§ **What to produce**: Look through the data below. Pick out the lines holding the string "other".
[[ Records to process open ]]
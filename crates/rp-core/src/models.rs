//! # Domain Models
//!
//! These structs represent the core entities of the ranking engine.
//! We use UUID v7 for time-ordered, globally unique identification.

use chrono::{DateTime, Utc};
use serde::{Deserialize, Serialize};
use uuid::Uuid;

/// Every item starts here; ratings are unbounded reals after that.
pub const DEFAULT_RATING: f64 = 1500.0;

/// An item under ranking, carrying its current Elo estimate.
#[derive(Debug, Clone, Serialize, Deserialize)]
pub struct RankedItem {
    pub id: Uuid,
    /// Unique across all items, compared case-insensitively.
    pub name: String,
    pub rating: f64,
    /// Number of resolved comparisons this item has appeared in.
    pub comparison_count: u32,
    /// Judge who added it, if known.
    pub created_by: Option<String>,
    pub created_at: DateTime<Utc>,
}

impl RankedItem {
    pub fn new(name: impl Into<String>, created_by: Option<String>) -> Self {
        Self {
            id: Uuid::now_v7(),
            name: name.into(),
            rating: DEFAULT_RATING,
            comparison_count: 0,
            created_by,
            created_at: Utc::now(),
        }
    }
}

/// A single pairwise preference. Append-only; never mutated.
#[derive(Debug, Clone, Serialize, Deserialize)]
pub struct Vote {
    pub judge_id: String,
    pub item_a_id: Uuid,
    pub item_b_id: Uuid,
    /// Always one of `item_a_id` / `item_b_id`.
    pub winner_id: Uuid,
    pub timestamp: DateTime<Utc>,
}

/// Canonical unordered pair of item ids.
///
/// The constructor sorts the two ids, so `(x, y)` and `(y, x)` hash and
/// compare identically. Serializes as `[id_low, id_high]`.
#[derive(Debug, Clone, Copy, PartialEq, Eq, Hash, Serialize, Deserialize)]
pub struct PairKey(Uuid, Uuid);

impl PairKey {
    pub fn new(a: Uuid, b: Uuid) -> Self {
        if a <= b {
            Self(a, b)
        } else {
            Self(b, a)
        }
    }

    pub fn low(&self) -> Uuid {
        self.0
    }

    pub fn high(&self) -> Uuid {
        self.1
    }
}

/// The single pair currently offered to a judge and awaiting a response.
/// At most one live session per judge.
#[derive(Debug, Clone, Serialize, Deserialize)]
pub struct VotingSession {
    pub judge_id: String,
    pub item_a_id: Uuid,
    pub item_b_id: Uuid,
}

impl VotingSession {
    pub fn pair_key(&self) -> PairKey {
        PairKey::new(self.item_a_id, self.item_b_id)
    }
}
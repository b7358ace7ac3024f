//! # Core Traits (Ports)
//!
//! Any persistence backend must implement [`RankStore`] to be used by the
//! ranking service.

use std::collections::HashSet;

use async_trait::async_trait;
use uuid::Uuid;

use crate::models::{PairKey, RankedItem, Vote, VotingSession};

/// Durable storage contract for the four engine collections: items, votes,
/// per-judge history, and per-judge sessions.
///
/// Implementations must make each logical operation atomic with respect to
/// its own collection (at most one in-flight read-modify-write per
/// collection). There is no cross-collection transaction: the service
/// commits a vote as an ordered sequence of these operations, vote log
/// first, so the log stays the source of truth if a crash interleaves.
#[cfg_attr(feature = "testing", mockall::automock)]
#[async_trait]
pub trait RankStore: Send + Sync {
    // Item operations

    /// Adds an item, or returns the existing one when `name` matches
    /// case-insensitively. The flag is `true` only when a new item was
    /// created.
    async fn add_item(
        &self,
        name: &str,
        created_by: Option<String>,
    ) -> anyhow::Result<(RankedItem, bool)>;

    async fn all_items(&self) -> anyhow::Result<Vec<RankedItem>>;

    async fn item_by_id(&self, id: Uuid) -> anyhow::Result<Option<RankedItem>>;

    /// Sets the item's rating and increments its comparison count by 1.
    async fn update_item_rating(&self, id: Uuid, new_rating: f64) -> anyhow::Result<()>;

    /// All items sorted by rating, highest first.
    async fn items_by_rating(&self) -> anyhow::Result<Vec<RankedItem>>;

    // Vote log

    async fn append_vote(&self, vote: Vote) -> anyhow::Result<()>;

    async fn all_votes(&self) -> anyhow::Result<Vec<Vote>>;

    // Judge history

    /// Marks a pair as judged. Set semantics: re-marking an existing pair
    /// is a no-op.
    async fn mark_pair_judged(&self, judge_id: &str, pair: PairKey) -> anyhow::Result<()>;

    async fn voted_pairs(&self, judge_id: &str) -> anyhow::Result<HashSet<PairKey>>;

    // Sessions

    async fn get_session(&self, judge_id: &str) -> anyhow::Result<Option<VotingSession>>;

    async fn save_session(&self, session: VotingSession) -> anyhow::Result<()>;

    async fn clear_session(&self, judge_id: &str) -> anyhow::Result<()>;

    // Resets

    /// Empties all four collections.
    async fn reset_all(&self) -> anyhow::Result<()>;

    /// Keeps item identities but forces every rating back to the default
    /// and comparison counts to 0; empties votes, history, and sessions.
    async fn reset_rankings(&self) -> anyhow::Result<()>;
}
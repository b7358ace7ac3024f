//! Elo rating arithmetic for pairwise comparisons.
//!
//! Pure functions, no state. Ratings are unbounded `f64`s; every update is
//! a zero-sum transfer between the two participants.

/// Standard K-factor: how much a single comparison can move a rating.
pub const DEFAULT_K_FACTOR: f64 = 32.0;

/// Expected score for A against B: the probability, under the Elo model,
/// that A beats B. Symmetric: `expected_score(a, b) + expected_score(b, a) == 1`.
pub fn expected_score(rating_a: f64, rating_b: f64) -> f64 {
    1.0 / (1.0 + 10f64.powf((rating_b - rating_a) / 400.0))
}

/// Update both ratings after a resolved comparison.
///
/// Returns `(new_rating_a, new_rating_b)`. The gain of one side equals the
/// loss of the other exactly. No clamping.
pub fn update_ratings(rating_a: f64, rating_b: f64, a_won: bool, k: f64) -> (f64, f64) {
    let expected_a = expected_score(rating_a, rating_b);
    let expected_b = 1.0 - expected_a;

    let score_a = if a_won { 1.0 } else { 0.0 };
    let score_b = 1.0 - score_a;

    (
        rating_a + k * (score_a - expected_a),
        rating_b + k * (score_b - expected_b),
    )
}

/// Convert a rating difference (A minus B) to P(A beats B).
pub fn win_probability(rating_diff: f64) -> f64 {
    1.0 / (1.0 + 10f64.powf(-rating_diff / 400.0))
}

#[cfg(test)]
mod tests {
    use super::*;

    #[test]
    fn equal_ratings_give_even_odds() {
        assert_eq!(expected_score(1500.0, 1500.0), 0.5);
        assert_eq!(expected_score(987.6, 987.6), 0.5);
    }

    #[test]
    fn expected_scores_are_complementary() {
        for (a, b) in [(1500.0, 1600.0), (1200.0, 1800.0), (1500.0, 1501.5)] {
            let sum = expected_score(a, b) + expected_score(b, a);
            assert!((sum - 1.0).abs() < 1e-12);
        }
    }

    #[test]
    fn updates_are_zero_sum() {
        for (a, b, a_won) in [
            (1500.0, 1600.0, true),
            (1500.0, 1600.0, false),
            (1234.5, 1987.6, true),
        ] {
            let (new_a, new_b) = update_ratings(a, b, a_won, DEFAULT_K_FACTOR);
            let transfer = (new_a - a) + (new_b - b);
            assert!(transfer.abs() < 1e-12);
        }
    }

    #[test]
    fn even_match_moves_exactly_half_k() {
        // Both at 1500, K=32, A wins: expected score is exactly 0.5,
        // so A gains exactly 16 points and B loses exactly 16.
        let (new_a, new_b) = update_ratings(1500.0, 1500.0, true, 32.0);
        assert_eq!(new_a, 1516.0);
        assert_eq!(new_b, 1484.0);
    }

    #[test]
    fn upset_moves_more_than_expected_win() {
        let (favorite_wins, _) = update_ratings(1700.0, 1500.0, true, 32.0);
        let (_, upset_wins) = update_ratings(1700.0, 1500.0, false, 32.0);
        assert!(favorite_wins - 1700.0 < upset_wins - 1500.0);
    }

    #[test]
    fn win_probability_matches_expected_score() {
        let p = win_probability(1600.0 - 1500.0);
        assert!((p - expected_score(1600.0, 1500.0)).abs() < 1e-12);
    }
}
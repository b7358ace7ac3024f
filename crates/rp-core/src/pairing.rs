//! Pair selection for the judging loop.
//!
//! Stateless with respect to persistence: callers hand in the current item
//! list and the judge's already-voted pair set. Randomness is injected via
//! the `Rng` parameter so tests can seed it.

use std::collections::HashSet;

use rand::Rng;

use crate::models::{PairKey, RankedItem};

/// How many of the closest-rated candidate pairs to sample from.
///
/// Always presenting the single closest pair would be deterministic;
/// sampling from the lowest-difference prefix keeps comparisons
/// informative while varying what judges see.
pub const CANDIDATE_WINDOW: usize = 3;

/// Pick the next pair for a judge, or `None` when fewer than 2 items exist
/// or the judge has covered every pair.
///
/// Candidates are all unordered pairs absent from `voted`, sorted ascending
/// by rating difference; one of the closest `window` is chosen uniformly.
pub fn next_pair<'a, R: Rng + ?Sized>(
    items: &'a [RankedItem],
    voted: &HashSet<PairKey>,
    window: usize,
    rng: &mut R,
) -> Option<(&'a RankedItem, &'a RankedItem)> {
    if items.len() < 2 {
        return None;
    }

    let mut candidates: Vec<(usize, usize, f64)> = Vec::new();
    for i in 0..items.len() {
        for j in (i + 1)..items.len() {
            if voted.contains(&PairKey::new(items[i].id, items[j].id)) {
                continue;
            }
            let diff = (items[i].rating - items[j].rating).abs();
            candidates.push((i, j, diff));
        }
    }

    if candidates.is_empty() {
        return None;
    }

    candidates.sort_by(|x, y| x.2.total_cmp(&y.2));
    let window = window.max(1).min(candidates.len());
    let (i, j, _) = candidates[rng.random_range(0..window)];
    Some((&items[i], &items[j]))
}

/// Uniform sample of 2 distinct items, ignoring voting history.
/// Auxiliary flows only; the judging loop goes through [`next_pair`].
pub fn random_pair<'a, R: Rng + ?Sized>(
    items: &'a [RankedItem],
    rng: &mut R,
) -> Option<(&'a RankedItem, &'a RankedItem)> {
    if items.len() < 2 {
        return None;
    }
    let picked = rand::seq::index::sample(rng, items.len(), 2);
    Some((&items[picked.index(0)], &items[picked.index(1)]))
}

/// Pairs still unjudged for a judge who has voted on `voted_count` of the
/// `n*(n-1)/2` possible pairs. Zero whenever fewer than 2 items exist.
pub fn count_remaining(item_count: usize, voted_count: usize) -> usize {
    if item_count < 2 {
        return 0;
    }
    let total = item_count * (item_count - 1) / 2;
    total.saturating_sub(voted_count)
}
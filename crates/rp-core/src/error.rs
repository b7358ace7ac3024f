//! # RankError
//!
//! Centralized error handling for the rankpair engine.
//! The first two variants are normal terminal conditions of the judging
//! loop, not faults; callers are expected to match on them.

use thiserror::Error;

/// The primary error type for all engine operations.
#[derive(Error, Debug)]
pub enum RankError {
    /// Fewer than 2 items exist, so no pair can be offered.
    #[error("not enough items to compare: need at least 2, have {0}")]
    InsufficientItems(usize),

    /// The judge has already voted on every unordered pair.
    #[error("all pairs have been judged")]
    PairsExhausted,

    /// A choice other than "1" or "2" was submitted. Recoverable; the
    /// pending offer is left untouched so the same pair can be re-prompted.
    #[error("invalid choice {0:?}: expected 1 or 2")]
    InvalidChoice(String),

    /// Resource not found (e.g., item referenced by a stale session).
    #[error("{0} not found with ID {1}")]
    NotFound(String, String),

    /// Persistence failure. The previously committed snapshot remains
    /// authoritative; the operation is not retried automatically.
    #[error("storage failure: {0}")]
    Storage(#[from] anyhow::Error),
}

/// A specialized Result type for engine logic.
pub type Result<T> = std::result::Result<T, RankError>;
[[ Records to process closed ]]
§ **Expected answer**:
/// loss of the other exactly. No clamping.
    /// A choice other than "1" or "2" was submitted. Recoverable; the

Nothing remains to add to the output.